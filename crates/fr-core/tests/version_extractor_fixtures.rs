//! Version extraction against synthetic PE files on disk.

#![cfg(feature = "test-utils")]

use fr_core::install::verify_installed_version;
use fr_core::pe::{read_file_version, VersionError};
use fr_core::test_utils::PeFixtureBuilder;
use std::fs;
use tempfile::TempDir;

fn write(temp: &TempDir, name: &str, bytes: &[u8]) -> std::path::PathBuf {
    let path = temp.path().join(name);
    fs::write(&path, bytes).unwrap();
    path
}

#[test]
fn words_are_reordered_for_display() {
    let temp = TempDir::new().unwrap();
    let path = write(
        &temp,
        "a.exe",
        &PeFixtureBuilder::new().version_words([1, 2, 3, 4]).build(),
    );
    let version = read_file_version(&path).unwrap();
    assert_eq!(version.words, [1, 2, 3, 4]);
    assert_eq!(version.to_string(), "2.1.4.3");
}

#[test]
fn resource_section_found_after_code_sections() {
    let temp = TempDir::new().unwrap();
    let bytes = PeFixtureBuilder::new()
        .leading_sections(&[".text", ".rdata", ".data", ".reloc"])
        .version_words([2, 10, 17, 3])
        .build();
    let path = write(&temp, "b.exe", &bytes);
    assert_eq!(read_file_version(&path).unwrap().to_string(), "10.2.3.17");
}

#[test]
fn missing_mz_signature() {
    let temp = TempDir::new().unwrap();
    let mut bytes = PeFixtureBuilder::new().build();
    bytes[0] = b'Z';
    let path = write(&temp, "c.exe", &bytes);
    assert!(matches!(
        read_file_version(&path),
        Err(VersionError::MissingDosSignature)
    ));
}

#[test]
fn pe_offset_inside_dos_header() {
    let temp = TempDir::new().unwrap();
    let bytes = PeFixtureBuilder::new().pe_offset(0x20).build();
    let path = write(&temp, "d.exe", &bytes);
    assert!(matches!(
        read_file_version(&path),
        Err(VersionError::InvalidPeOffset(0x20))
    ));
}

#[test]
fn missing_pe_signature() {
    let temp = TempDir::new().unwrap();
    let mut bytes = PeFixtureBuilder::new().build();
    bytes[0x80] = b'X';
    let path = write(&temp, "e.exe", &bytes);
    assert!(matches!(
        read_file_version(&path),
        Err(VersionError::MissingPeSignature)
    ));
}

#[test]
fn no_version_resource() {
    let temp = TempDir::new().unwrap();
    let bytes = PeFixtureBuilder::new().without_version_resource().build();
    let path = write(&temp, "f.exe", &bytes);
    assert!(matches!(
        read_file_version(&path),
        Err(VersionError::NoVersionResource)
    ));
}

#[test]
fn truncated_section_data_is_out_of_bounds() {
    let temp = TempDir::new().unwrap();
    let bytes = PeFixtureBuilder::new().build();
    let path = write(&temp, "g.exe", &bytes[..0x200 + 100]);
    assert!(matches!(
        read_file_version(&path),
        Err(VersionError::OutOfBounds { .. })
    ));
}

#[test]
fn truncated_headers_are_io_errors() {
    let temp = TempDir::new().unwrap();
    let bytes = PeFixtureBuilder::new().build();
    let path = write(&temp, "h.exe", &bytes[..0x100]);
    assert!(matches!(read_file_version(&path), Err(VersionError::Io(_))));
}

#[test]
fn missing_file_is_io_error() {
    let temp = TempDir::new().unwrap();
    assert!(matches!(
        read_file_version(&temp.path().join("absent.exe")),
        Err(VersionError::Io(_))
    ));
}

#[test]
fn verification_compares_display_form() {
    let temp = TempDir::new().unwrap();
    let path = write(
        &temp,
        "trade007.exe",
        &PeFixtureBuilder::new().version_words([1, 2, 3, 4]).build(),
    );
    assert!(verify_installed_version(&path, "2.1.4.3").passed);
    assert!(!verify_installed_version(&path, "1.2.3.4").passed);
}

----------

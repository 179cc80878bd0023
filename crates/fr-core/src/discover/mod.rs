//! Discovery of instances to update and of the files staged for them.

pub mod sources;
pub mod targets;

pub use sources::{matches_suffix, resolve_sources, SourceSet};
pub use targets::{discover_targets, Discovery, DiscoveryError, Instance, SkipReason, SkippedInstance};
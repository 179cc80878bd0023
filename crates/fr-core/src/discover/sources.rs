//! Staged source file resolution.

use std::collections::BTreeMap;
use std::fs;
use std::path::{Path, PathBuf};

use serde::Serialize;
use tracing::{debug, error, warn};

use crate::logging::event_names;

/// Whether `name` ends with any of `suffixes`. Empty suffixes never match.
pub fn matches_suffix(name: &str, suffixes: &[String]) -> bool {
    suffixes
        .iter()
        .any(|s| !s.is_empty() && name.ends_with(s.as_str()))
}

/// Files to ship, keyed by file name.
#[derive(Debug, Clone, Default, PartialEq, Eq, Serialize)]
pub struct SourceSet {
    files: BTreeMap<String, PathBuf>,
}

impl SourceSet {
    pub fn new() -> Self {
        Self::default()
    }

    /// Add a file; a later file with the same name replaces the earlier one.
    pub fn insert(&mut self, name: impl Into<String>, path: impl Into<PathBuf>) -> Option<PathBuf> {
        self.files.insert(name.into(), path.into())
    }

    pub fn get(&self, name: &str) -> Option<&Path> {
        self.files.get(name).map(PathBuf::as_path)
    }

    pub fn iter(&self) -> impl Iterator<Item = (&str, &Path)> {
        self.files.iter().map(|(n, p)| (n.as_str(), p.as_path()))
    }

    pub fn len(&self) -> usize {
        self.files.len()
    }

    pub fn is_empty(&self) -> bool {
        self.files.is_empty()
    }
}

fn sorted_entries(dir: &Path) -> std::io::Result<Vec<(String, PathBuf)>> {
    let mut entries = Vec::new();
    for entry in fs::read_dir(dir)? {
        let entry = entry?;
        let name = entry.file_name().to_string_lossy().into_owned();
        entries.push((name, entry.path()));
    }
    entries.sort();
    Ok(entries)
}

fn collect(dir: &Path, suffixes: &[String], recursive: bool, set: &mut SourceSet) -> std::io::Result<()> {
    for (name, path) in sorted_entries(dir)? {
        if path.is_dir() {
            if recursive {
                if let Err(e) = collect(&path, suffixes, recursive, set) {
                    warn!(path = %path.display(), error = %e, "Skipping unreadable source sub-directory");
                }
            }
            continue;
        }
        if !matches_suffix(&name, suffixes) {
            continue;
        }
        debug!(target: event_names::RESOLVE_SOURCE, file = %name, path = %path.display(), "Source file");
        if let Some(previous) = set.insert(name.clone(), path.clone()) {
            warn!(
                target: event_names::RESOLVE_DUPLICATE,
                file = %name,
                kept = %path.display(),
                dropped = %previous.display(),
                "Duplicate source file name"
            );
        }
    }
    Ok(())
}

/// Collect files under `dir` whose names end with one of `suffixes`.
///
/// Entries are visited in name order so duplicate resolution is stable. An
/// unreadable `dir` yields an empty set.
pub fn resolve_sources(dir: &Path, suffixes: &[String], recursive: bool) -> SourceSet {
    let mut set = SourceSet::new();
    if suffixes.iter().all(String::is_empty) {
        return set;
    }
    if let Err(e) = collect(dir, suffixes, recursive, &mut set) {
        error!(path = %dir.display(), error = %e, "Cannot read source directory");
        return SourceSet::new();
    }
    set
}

----------

» **TO DO**
Filter the entries down to the lines holding the string "directory". Copy each of those lines.

» **SOLUTION FOR THIS EXERCISE**
                    warn!(path = %path.display(), error = %e, "Skipping unreadable source sub-directory");
        error!(path = %dir.display(), error = %e, "Cannot read source directory");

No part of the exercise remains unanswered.